### Task
From the entries below, gather each line containing the word "formatting".

---

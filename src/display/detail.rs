use owo_colors::OwoColorize;
use tabled::settings::Style;
use tabled::{Table, Tabled};

use crate::detail::{DetailRow, DetailSection, TicketDetailView};

#[derive(Tabled)]
struct FieldRow {
    #[tabled(rename = "Field")]
    label: &'static str,
    #[tabled(rename = "Value")]
    value: String,
}

fn table(rows: &[DetailRow]) -> String {
    let rows: Vec<FieldRow> = rows
        .iter()
        .map(|r| FieldRow {
            label: r.label,
            value: r.value.clone(),
        })
        .collect();
    let mut table = Table::new(rows);
    table.with(Style::rounded());
    table.to_string()
}

fn section(section: &DetailSection) -> String {
    let title = section.title.bold().to_string();
    match &section.rows {
        Some(rows) => format!("{title}\n{}\n", table(rows)),
        None => format!("{title}\n{}\n", "Not assigned yet".dimmed()),
    }
}

/// Render the ticket detail read view
pub fn render_detail(view: &TicketDetailView) -> String {
    let mut out = format!("{}\n\n", view.heading.bold().underline());
    out.push_str(&table(&view.summary));
    out.push_str("\n\n");
    out.push_str(&section(&view.professional));
    out.push('\n');
    out.push_str(&section(&view.connector));
    out
}
//! Modal state for the dashboard page
//!
//! A single modal slot. Opening replaces the selected ticket and the modal
//! kind together, so content rendered for one selection never carries over
//! into another.

use std::fmt;

use jiff::Timestamp;
use jiff::tz::TimeZone;

use crate::formatting::format_date_time_in;
use crate::types::Ticket;

/// The edits a dashboard row can open a modal for
#[derive(Debug, Clone, Copy, PartialEq, Eq, Hash)]
pub enum ModalKind {
    AssignPro,
    IntakeCallDate,
    IntakeCallDone,
}

impl ModalKind {
    pub const ALL: [ModalKind; 3] = [
        ModalKind::AssignPro,
        ModalKind::IntakeCallDate,
        ModalKind::IntakeCallDone,
    ];

    pub fn title(self) -> &'static str {
        match self {
            ModalKind::AssignPro => "Assign Pro",
            ModalKind::IntakeCallDate => "Intake Call Date",
            ModalKind::IntakeCallDone => "Intake Call Done",
        }
    }
}

impl fmt::Display for ModalKind {
    fn fmt(&self, f: &mut fmt::Formatter<'_>) -> fmt::Result {
        f.write_str(self.title())
    }
}

/// The value a modal hands to the backend when submitted
#[derive(Debug, Clone, PartialEq, Eq)]
pub enum ModalSubmission {
    AssignPro { pro_id: u64 },
    IntakeCallDate(Timestamp),
    IntakeCallDone,
}

impl ModalSubmission {
    pub fn kind(&self) -> ModalKind {
        match self {
            ModalSubmission::AssignPro { .. } => ModalKind::AssignPro,
            ModalSubmission::IntakeCallDate(_) => ModalKind::IntakeCallDate,
            ModalSubmission::IntakeCallDone => ModalKind::IntakeCallDone,
        }
    }
}

/// Body of an open modal, derived from the selected ticket
#[derive(Debug, Clone, PartialEq, Eq)]
pub struct ModalContent {
    pub kind: ModalKind,
    pub ticket_id: u64,
    pub owner_name: String,
    pub prompt: String,
    /// What the ticket currently holds for the edited field
    pub current_value: Option<String>,
}

impl ModalContent {
    fn build(ticket: &Ticket, kind: ModalKind, tz: &TimeZone) -> Self {
        let (prompt, current_value) = match kind {
            ModalKind::AssignPro => (
                format!("Choose a professional for ticket #{}", ticket.id),
                ticket.pro.map(|id| format!("pro #{id}")),
            ),
            ModalKind::IntakeCallDate => (
                format!("Pick the intake call date for ticket #{}", ticket.id),
                ticket
                    .intake_call_date
                    .as_ref()
                    .map(|ts| format_date_time_in(ts, tz)),
            ),
            ModalKind::IntakeCallDone => (
                format!("Confirm the intake call for ticket #{} took place", ticket.id),
                ticket.is_intake_call.then(|| "done".to_string()),
            ),
        };

        Self {
            kind,
            ticket_id: ticket.id,
            owner_name: ticket.owner.full_name(),
            prompt,
            current_value,
        }
    }
}

/// What the page hands to whatever draws modals
#[derive(Debug, Clone, PartialEq, Eq)]
pub struct ModalDescriptor {
    pub title: String,
    /// Present only while the modal is open
    pub content: Option<ModalContent>,
    pub open: bool,
}

#[derive(Debug, Clone)]
struct Selection {
    ticket: Ticket,
    kind: ModalKind,
}

/// Single-slot modal state owned by the page controller
#[derive(Debug, Clone, Default)]
pub struct ModalState {
    selection: Option<Selection>,
    open: bool,
}

impl ModalState {
    pub fn new() -> Self {
        Self::default()
    }

    /// Open the modal for `ticket`.
    ///
    /// Returns `true` when the modal went from closed to open.
    pub fn open(&mut self, ticket: Ticket, kind: ModalKind) -> bool {
        let was_open = self.open;
        self.selection = Some(Selection { ticket, kind });
        self.open = true;
        !was_open
    }

    /// Close the modal, keeping the last selection until the next `open`.
    ///
    /// Returns `true` when the modal went from open to closed.
    pub fn close(&mut self) -> bool {
        let was_open = self.open;
        self.open = false;
        was_open
    }

    pub fn is_open(&self) -> bool {
        self.open
    }

    /// Kind of the open modal
    pub fn active_kind(&self) -> Option<ModalKind> {
        self.open_selection().map(|s| s.kind)
    }

    /// Ticket the open modal edits
    pub fn active_ticket(&self) -> Option<&Ticket> {
        self.open_selection().map(|s| &s.ticket)
    }

    /// Kind of the most recent selection, open or not
    pub fn last_kind(&self) -> Option<ModalKind> {
        self.selection.as_ref().map(|s| s.kind)
    }

    fn open_selection(&self) -> Option<&Selection> {
        self.selection.as_ref().filter(|_| self.open)
    }

    /// Descriptor for the single modal slot
    pub fn descriptor(&self, tz: &TimeZone) -> ModalDescriptor {
        ModalDescriptor {
            title: self
                .last_kind()
                .map(|k| k.title().to_string())
                .unwrap_or_default(),
            content: self
                .open_selection()
                .map(|s| ModalContent::build(&s.ticket, s.kind, tz)),
            open: self.open,
        }
    }
}

#[cfg(test)]
mod tests {
    use super::*;
    use crate::types::{Owner, TicketStatus};

    fn ticket(id: u64, first: &str) -> Ticket {
        Ticket {
            id,
            owner: Owner {
                username: first.to_lowercase(),
                first_name: first.to_string(),
                last_name: "Smith".to_string(),
            },
            created_at: "2021-03-04T10:20:00Z".parse().unwrap(),
            ticket_status: TicketStatus::CREATED,
            appointment_date: None,
            phone_number: "555".to_string(),
            intake_call_date: None,
            is_intake_call: false,
            pro: None,
            pro_detail: None,
            connector_detail: None,
        }
    }

    #[test]
    fn test_kind_titles() {
        assert_eq!(ModalKind::AssignPro.title(), "Assign Pro");
        assert_eq!(ModalKind::IntakeCallDate.title(), "Intake Call Date");
        assert_eq!(ModalKind::IntakeCallDone.to_string(), "Intake Call Done");
    }

    #[test]
    fn test_submission_kind() {
        assert_eq!(
            ModalSubmission::AssignPro { pro_id: 1 }.kind(),
            ModalKind::AssignPro
        );
        assert_eq!(ModalSubmission::IntakeCallDone.kind(), ModalKind::IntakeCallDone);
    }

    #[test]
    fn test_open_and_close_report_transitions() {
        let mut modal = ModalState::new();
        assert!(modal.open(ticket(1, "Ann"), ModalKind::AssignPro));
        assert!(!modal.open(ticket(2, "Ben"), ModalKind::AssignPro));
        assert!(modal.close());
        assert!(!modal.close());
    }

    #[test]
    fn test_reopen_shows_only_new_selection() {
        let mut modal = ModalState::new();
        modal.open(ticket(1, "Ann"), ModalKind::AssignPro);
        modal.close();
        modal.open(ticket(2, "Ben"), ModalKind::IntakeCallDate);

        let descriptor = modal.descriptor(&TimeZone::UTC);
        assert!(descriptor.open);
        assert_eq!(descriptor.title, "Intake Call Date");
        let content = descriptor.content.unwrap();
        assert_eq!(content.kind, ModalKind::IntakeCallDate);
        assert_eq!(content.ticket_id, 2);
        assert_eq!(content.owner_name, "Ben Smith");
        assert!(!content.prompt.contains("#1"));
    }

    #[test]
    fn test_closed_modal_has_no_content() {
        let mut modal = ModalState::new();
        modal.open(ticket(1, "Ann"), ModalKind::AssignPro);
        modal.close();

        let descriptor = modal.descriptor(&TimeZone::UTC);
        assert!(!descriptor.open);
        assert!(descriptor.content.is_none());
        assert_eq!(descriptor.title, "Assign Pro");
        assert!(modal.active_ticket().is_none());
        assert_eq!(modal.last_kind(), Some(ModalKind::AssignPro));
    }

    #[test]
    fn test_never_opened_descriptor() {
        let descriptor = ModalState::new().descriptor(&TimeZone::UTC);
        assert_eq!(descriptor.title, "");
        assert!(!descriptor.open);
        assert!(descriptor.content.is_none());
    }

    #[test]
    fn test_content_current_values() {
        let mut t = ticket(4, "Cy");
        t.pro = Some(9);
        t.is_intake_call = true;
        t.intake_call_date = Some("2021-03-05T09:00:00Z".parse().unwrap());

        let mut modal = ModalState::new();
        modal.open(t.clone(), ModalKind::AssignPro);
        let content = modal.descriptor(&TimeZone::UTC).content.unwrap();
        assert_eq!(content.current_value.as_deref(), Some("pro #9"));

        modal.open(t.clone(), ModalKind::IntakeCallDate);
        let content = modal.descriptor(&TimeZone::UTC).content.unwrap();
        assert_eq!(content.current_value.as_deref(), Some("05/03/2021 09:00"));

        modal.open(t, ModalKind::IntakeCallDone);
        let content = modal.descriptor(&TimeZone::UTC).content.unwrap();
        assert_eq!(content.current_value.as_deref(), Some("done"));
    }
}
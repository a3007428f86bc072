//! HTTP implementation of the ticket backend using reqwest.
//!
//! Every failure is folded into one of three error shapes so the dashboard
//! can show the message as-is: transport failures keep reqwest's message,
//! non-2xx responses become "Request failed with status code N", and bodies
//! that don't decode become a malformed-response error. There is no retry.

use std::time::Duration;

use reqwest::{Client, Method, Response};
use secrecy::{ExposeSecret, SecretBox};
use serde::de::DeserializeOwned;
use url::Url;

use crate::config::Config;
use crate::error::{Result, TicketDeskError};
use crate::types::{Ticket, TicketPage};

use super::{TicketBackend, TicketUpdate};

const TICKET_LIST_PATH: &str = "ticket/ticket-list/";

/// Ticket backend reached over HTTP
pub struct HttpBackend {
    client: Client,
    base_url: Url,
    token: Option<SecretBox<String>>,
}

impl HttpBackend {
    /// Create a backend from configuration
    ///
    /// Uses the configured request timeout for the whole request and a third
    /// of it for connecting.
    pub fn from_config(config: &Config) -> Result<Self> {
        let backend = Self::new(config.api_url()?, config.request_timeout())?;
        Ok(match config.api_token() {
            Some(token) => backend.with_token(token),
            None => backend,
        })
    }

    /// Create a backend rooted at `base_url`.
    ///
    /// `base_url` should end with a slash; endpoint paths are joined under it.
    /// A zero timeout is rejected since no request could ever complete.
    pub fn new(base_url: Url, timeout: Duration) -> Result<Self> {
        if timeout.is_zero() {
            return Err(TicketDeskError::Config(
                "request timeout must be greater than zero".to_string(),
            ));
        }
        let client = Client::builder()
            .timeout(timeout)
            .connect_timeout(timeout / 3)
            .build()?;

        Ok(Self {
            client,
            base_url,
            token: None,
        })
    }

    /// Send `token` as a bearer credential on every request
    pub fn with_token(mut self, token: String) -> Self {
        self.token = Some(SecretBox::new(Box::new(token)));
        self
    }

    pub fn base_url(&self) -> &Url {
        &self.base_url
    }

    fn endpoint(&self, path: &str) -> Result<Url> {
        self.base_url
            .join(path)
            .map_err(|e| TicketDeskError::Config(format!("invalid endpoint '{path}': {e}")))
    }

    fn ticket_list_url(&self, page: u32) -> Result<Url> {
        let mut url = self.endpoint(TICKET_LIST_PATH)?;
        url.query_pairs_mut()
            .append_pair("page", &page.to_string());
        Ok(url)
    }

    fn ticket_url(&self, id: u64) -> Result<Url> {
        self.endpoint(&format!("ticket/{id}/"))
    }

    async fn send(&self, method: Method, url: Url, body: Option<&TicketUpdate>) -> Result<Response> {
        tracing::debug!("{method} {url}");

        let mut request = self.client.request(method, url);
        if let Some(token) = &self.token {
            // reqwest marks bearer headers sensitive, keeping them out of debug logs
            request = request.bearer_auth(token.expose_secret());
        }
        if let Some(body) = body {
            request = request.json(body);
        }

        let response = request
            .send()
            .await
            .map_err(|e| TicketDeskError::Network(e.to_string()))?;

        let status = response.status();
        if !status.is_success() {
            return Err(TicketDeskError::Status(status.as_u16()));
        }
        Ok(response)
    }

    async fn get_json<T: DeserializeOwned>(&self, url: Url) -> Result<T> {
        let response = self.send(Method::GET, url, None).await?;
        let bytes = response
            .bytes()
            .await
            .map_err(|e| TicketDeskError::Network(e.to_string()))?;
        serde_json::from_slice(&bytes).map_err(|e| TicketDeskError::MalformedResponse(e.to_string()))
    }
}

impl TicketBackend for HttpBackend {
    async fn fetch_tickets(&self, page: u32) -> Result<TicketPage> {
        let url = self.ticket_list_url(page)?;
        self.get_json(url).await
    }

    async fn fetch_ticket(&self, id: u64) -> Result<Ticket> {
        let url = self.ticket_url(id)?;
        self.get_json(url).await.map_err(|e| match e {
            TicketDeskError::Status(404) => TicketDeskError::TicketNotFound(id),
            other => other,
        })
    }

    async fn update_ticket(&self, id: u64, update: TicketUpdate) -> Result<()> {
        if update.is_empty() {
            return Err(TicketDeskError::InvalidInput(
                "ticket update has no fields".to_string(),
            ));
        }
        let url = self.ticket_url(id)?;
        self.send(Method::PATCH, url, Some(&update))
            .await
            .map_err(|e| match e {
                TicketDeskError::Status(404) => TicketDeskError::TicketNotFound(id),
                other => other,
            })?;
        Ok(())
    }
}
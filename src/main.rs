use clap::Parser;
use std::process::ExitCode;
use tracing_subscriber::EnvFilter;

use ticketdesk::cli::Cli;

/// Environment variable holding the log filter, e.g. `ticketdesk=debug`
const LOG_ENV: &str = "TICKETDESK_LOG";

fn init_logging() {
    let filter = EnvFilter::try_from_env(LOG_ENV).unwrap_or_else(|_| EnvFilter::new("error"));
    tracing_subscriber::fmt()
        .with_env_filter(filter)
        .with_writer(std::io::stderr)
        .with_target(false)
        .init();
}

#[tokio::main]
async fn main() -> ExitCode {
    init_logging();
    let cli = Cli::parse();

    match cli.command.run().await {
        Ok(()) => ExitCode::SUCCESS,
        Err(e) => {
            eprintln!("{e}");
            ExitCode::FAILURE
        }
    }
}
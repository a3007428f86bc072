//! The connector-facing dashboard page
//!
//! Lists every ticket with the intake actions a connector works through:
//! scheduling the intake call, marking it done and assigning a pro.

use std::fmt;

use jiff::tz::TimeZone;

use crate::formatting::{format_date_in, format_date_time_in, format_optional_date_time};
use crate::types::Ticket;

use super::list::Column;
use super::modal::ModalKind;
use super::view::DashboardLayout;

pub const CONNECTOR_LAYOUT: DashboardLayout = DashboardLayout {
    page_title: "Dashboard",
    list_title: "All Tickets",
    has_stepper: false,
};

/// A rendered cell of the connector list
#[derive(Debug, Clone, PartialEq, Eq)]
pub enum Cell {
    Text(String),
    /// A button that opens `modal` for the row's ticket
    Action {
        label: &'static str,
        modal: ModalKind,
        ticket_id: u64,
        /// Drawn in the secondary color, e.g. a pro is already assigned
        secondary: bool,
    },
    /// Completed marker
    Done,
}

impl Cell {
    fn action(label: &'static str, modal: ModalKind, ticket_id: u64) -> Self {
        Cell::Action {
            label,
            modal,
            ticket_id,
            secondary: false,
        }
    }
}

impl fmt::Display for Cell {
    fn fmt(&self, f: &mut fmt::Formatter<'_>) -> fmt::Result {
        match self {
            Cell::Text(s) => f.write_str(s),
            Cell::Action { label, .. } => write!(f, "[{label}]"),
            Cell::Done => f.write_str("✓"),
        }
    }
}

/// Columns of the connector ticket list, in display order
pub fn connector_columns(tz: &TimeZone) -> Vec<Column<Ticket, Cell>> {
    let created_tz = tz.clone();
    let appointment_tz = tz.clone();
    let intake_tz = tz.clone();

    vec![
        Column::new("Ticket ID", |t: &Ticket| Cell::Text(t.id.to_string())),
        Column::new("Owner", |t: &Ticket| Cell::Text(t.owner.full_name())),
        Column::new("Create Date", move |t: &Ticket| {
            Cell::Text(format_date_in(&t.created_at, &created_tz))
        }),
        Column::new("Appointment Date", move |t: &Ticket| {
            Cell::Text(format_optional_date_time(
                t.appointment_date.as_ref(),
                &appointment_tz,
                "-",
            ))
        }),
        Column::new("Phone Number", |t: &Ticket| Cell::Text(t.phone_number.clone())),
        Column::new("Intake Call Date", move |t: &Ticket| match &t.intake_call_date {
            Some(date) => Cell::Text(format_date_time_in(date, &intake_tz)),
            None => Cell::action("Set Date", ModalKind::IntakeCallDate, t.id),
        }),
        Column::new("Intake Call", |t: &Ticket| {
            if t.is_intake_call {
                Cell::Done
            } else {
                Cell::action(ModalKind::IntakeCallDone.title(), ModalKind::IntakeCallDone, t.id)
            }
        }),
        Column::new("Assign Pro", |t: &Ticket| Cell::Action {
            label: if t.pro.is_some() {
                "Pro Assigned"
            } else {
                "Assign Pro"
            },
            modal: ModalKind::AssignPro,
            ticket_id: t.id,
            secondary: t.pro.is_some(),
        }),
    ]
}

#[cfg(test)]
mod tests {
    use super::*;
    use crate::dashboard::list::{headers, render_rows};
    use crate::types::{Owner, TicketStatus};

    fn ticket() -> Ticket {
        Ticket {
            id: 12,
            owner: Owner {
                username: "ann".to_string(),
                first_name: "Ann".to_string(),
                last_name: "Lee".to_string(),
            },
            created_at: "2021-03-04T10:20:00Z".parse().unwrap(),
            ticket_status: TicketStatus::CONNECTOR_ASSIGNED,
            appointment_date: None,
            phone_number: "555-0101".to_string(),
            intake_call_date: None,
            is_intake_call: false,
            pro: None,
            pro_detail: None,
            connector_detail: None,
        }
    }

    #[test]
    fn test_headers() {
        assert_eq!(
            headers(&connector_columns(&TimeZone::UTC)),
            vec![
                "Ticket ID",
                "Owner",
                "Create Date",
                "Appointment Date",
                "Phone Number",
                "Intake Call Date",
                "Intake Call",
                "Assign Pro",
            ]
        );
    }

    #[test]
    fn test_row_for_new_ticket_offers_actions() {
        let rows = render_rows(&connector_columns(&TimeZone::UTC), &[ticket()]);
        let row = &rows[0];
        assert_eq!(row[0], Cell::Text("12".to_string()));
        assert_eq!(row[1], Cell::Text("Ann Lee".to_string()));
        assert_eq!(row[2], Cell::Text("04/03/2021".to_string()));
        assert_eq!(row[3], Cell::Text("-".to_string()));
        assert_eq!(row[4], Cell::Text("555-0101".to_string()));
        assert_eq!(
            row[5],
            Cell::action("Set Date", ModalKind::IntakeCallDate, 12)
        );
        assert_eq!(
            row[6],
            Cell::action("Intake Call Done", ModalKind::IntakeCallDone, 12)
        );
        assert_eq!(
            row[7],
            Cell::Action {
                label: "Assign Pro",
                modal: ModalKind::AssignPro,
                ticket_id: 12,
                secondary: false,
            }
        );
    }

    #[test]
    fn test_row_for_progressed_ticket() {
        let mut t = ticket();
        t.appointment_date = Some("2021-04-01T14:30:00Z".parse().unwrap());
        t.intake_call_date = Some("2021-03-05T09:00:00Z".parse().unwrap());
        t.is_intake_call = true;
        t.pro = Some(3);

        let rows = render_rows(&connector_columns(&TimeZone::UTC), &[t]);
        let row = &rows[0];
        assert_eq!(row[3], Cell::Text("01/04/2021 14:30".to_string()));
        assert_eq!(row[5], Cell::Text("05/03/2021 09:00".to_string()));
        assert_eq!(row[6], Cell::Done);
        match &row[7] {
            Cell::Action {
                label, secondary, ..
            } => {
                assert_eq!(*label, "Pro Assigned");
                assert!(*secondary);
            }
            other => panic!("expected action, got {other:?}"),
        }
    }

    #[test]
    fn test_cell_display() {
        assert_eq!(Cell::Text("x".to_string()).to_string(), "x");
        assert_eq!(
            Cell::action("Set Date", ModalKind::IntakeCallDate, 1).to_string(),
            "[Set Date]"
        );
        assert_eq!(Cell::Done.to_string(), "✓");
    }

    #[test]
    fn test_layout_has_no_stepper() {
        assert!(!CONNECTOR_LAYOUT.has_stepper);
        assert_eq!(CONNECTOR_LAYOUT.list_title, "All Tickets");
    }
}
//! Dashboard page models
//!
//! State and view computation for ticket dashboards, kept free of any
//! drawing code so it can be tested without a terminal.

pub mod connector;
mod controller;
pub mod list;
pub mod modal;
pub mod notify;
pub mod pagination;
mod view;

pub use connector::{CONNECTOR_LAYOUT, Cell, connector_columns};
pub use controller::{DashboardController, FetchOutcome, FetchRequest};
pub use list::{Column, ListContent, NO_TICKETS_MESSAGE};
pub use modal::{ModalContent, ModalDescriptor, ModalKind, ModalState, ModalSubmission};
pub use notify::{Notification, NotificationBus, NotificationEvent, NotificationLevel};
pub use pagination::{DEFAULT_PAGE_SIZE, Pagination};
pub use view::{
    DashboardLayout, DashboardView, PageState, PaginationView, STEPPER_STEPS, StepperView,
};
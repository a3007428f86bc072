//! Configuration commands.
//!
//! - `config show`: Display current configuration
//! - `config get`: Print one value, tokens masked
//! - `config set`: Set a configuration value

use owo_colors::OwoColorize;
use serde_json::json;

use super::CommandOutput;
use crate::config::Config;
use crate::error::{Result, TicketDeskError};
use crate::paths::config_path;

const VALID_KEYS: &[&str] = &[
    "api.url",
    "api.token",
    "request_timeout",
    "display.timezone",
];

/// Reject unknown keys, pointing underscore spellings at their dotted form
fn validate_config_key(key: &str) -> Result<&str> {
    if VALID_KEYS.contains(&key) {
        return Ok(key);
    }

    if let Some(pos) = key.find('_') {
        let dot_version = format!("{}.{}", &key[..pos], &key[pos + 1..]);
        if VALID_KEYS.contains(&dot_version.as_str()) {
            return Err(TicketDeskError::Config(format!(
                "invalid config key '{key}'. Use dot notation: '{dot_version}'"
            )));
        }
    }

    Err(unknown_key(key))
}

fn unknown_key(key: &str) -> TicketDeskError {
    TicketDeskError::Config(format!(
        "unknown config key '{key}'. Valid keys: {}",
        VALID_KEYS.join(", ")
    ))
}

/// Mask a sensitive value by showing only the first 2 and last 2 characters
fn mask_sensitive_value(value: &str) -> String {
    let char_count = value.chars().count();
    if char_count > 4 {
        let first: String = value.chars().take(2).collect();
        let last: String = value.chars().skip(char_count - 2).collect();
        format!("{first}...{last}")
    } else {
        "****".to_string()
    }
}

fn parse_number<T: std::str::FromStr>(key: &str, value: &str) -> Result<T> {
    value.parse::<T>().map_err(|_| {
        TicketDeskError::Config(format!(
            "invalid value '{value}' for {key}. Expected a non-negative integer"
        ))
    })
}

/// Show current configuration
pub fn cmd_config_show(json: bool) -> Result<()> {
    let config = Config::load()?;
    let api_url = config.api_url()?;
    let token = config.api_token().map(|t| mask_sensitive_value(&t));
    let timezone = config.display.timezone.clone();

    let json_output = json!({
        "api": {
            "url": api_url.as_str(),
            "token": token,
            "token_configured": token.is_some(),
        },
        "request_timeout": config.request_timeout,
        "display": {
            "timezone": timezone.as_deref().unwrap_or("UTC"),
        },
        "config_file": config_path().to_string_lossy(),
    });

    let mut text = format!("{}\n\n", "Configuration:".cyan().bold());
    text.push_str(&format!("{}:\n", "api".cyan()));
    text.push_str(&format!("  url: {api_url}\n"));
    match &token {
        Some(masked) => text.push_str(&format!("  token: {}\n", masked.green())),
        None => text.push_str(&format!("  token: {}\n", "not configured".dimmed())),
    }
    text.push('\n');
    text.push_str(&format!(
        "{}: {}s\n",
        "request_timeout".cyan(),
        config.request_timeout
    ));
    text.push('\n');
    text.push_str(&format!("{}:\n", "display".cyan()));
    text.push_str(&format!(
        "  timezone: {}\n",
        timezone.as_deref().unwrap_or("UTC")
    ));
    text.push('\n');
    text.push_str(
        &format!("Config file: {}", config_path().display())
            .dimmed()
            .to_string(),
    );

    CommandOutput::new(json_output).with_text(text).print(json)
}

/// Set a configuration value
pub fn cmd_config_set(key: &str, value: &str, json: bool) -> Result<()> {
    validate_config_key(key)?;

    let mut config = Config::load()?;
    let shown_value = match key {
        "api.url" => {
            config.set_api_url(value)?;
            value.to_string()
        }
        "api.token" => {
            config.set_api_token(value.to_string());
            mask_sensitive_value(value)
        }
        "request_timeout" => {
            config.set_request_timeout(parse_number(key, value)?)?;
            value.to_string()
        }
        "display.timezone" => {
            config.set_timezone(value)?;
            value.to_string()
        }
        other => return Err(unknown_key(other)),
    };
    config.save()?;

    let json_output = json!({
        "action": "config_set",
        "key": key,
        "value": shown_value,
        "success": true,
    });
    let text = format!("Set {} to {}", key.cyan(), shown_value);

    CommandOutput::new(json_output).with_text(text).print(json)
}

/// Get a specific configuration value
pub fn cmd_config_get(key: &str, json: bool) -> Result<()> {
    validate_config_key(key)?;

    let config = Config::load()?;
    let (value, masked) = match key {
        "api.url" => (config.api_url()?.to_string(), false),
        "api.token" => match config.api_token() {
            Some(token) => (mask_sensitive_value(&token), true),
            None => return Err(TicketDeskError::Config("api.token not set".to_string())),
        },
        "request_timeout" => (config.request_timeout.to_string(), false),
        "display.timezone" => (
            config
                .display
                .timezone
                .clone()
                .unwrap_or_else(|| "UTC".to_string()),
            false,
        ),
        other => return Err(unknown_key(other)),
    };

    let json_output = json!({
        "key": key,
        "value": value,
        "masked": masked,
    });
    let text = if masked {
        format!("{value} (masked - showing first 2 and last 2 characters)")
    } else {
        value
    };

    CommandOutput::new(json_output).with_text(text).print(json)
}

---

### Response area
use crate::formatting::format_date_time_in;
use crate::formatting::{format_date_in, format_date_time_in, format_optional_date_time};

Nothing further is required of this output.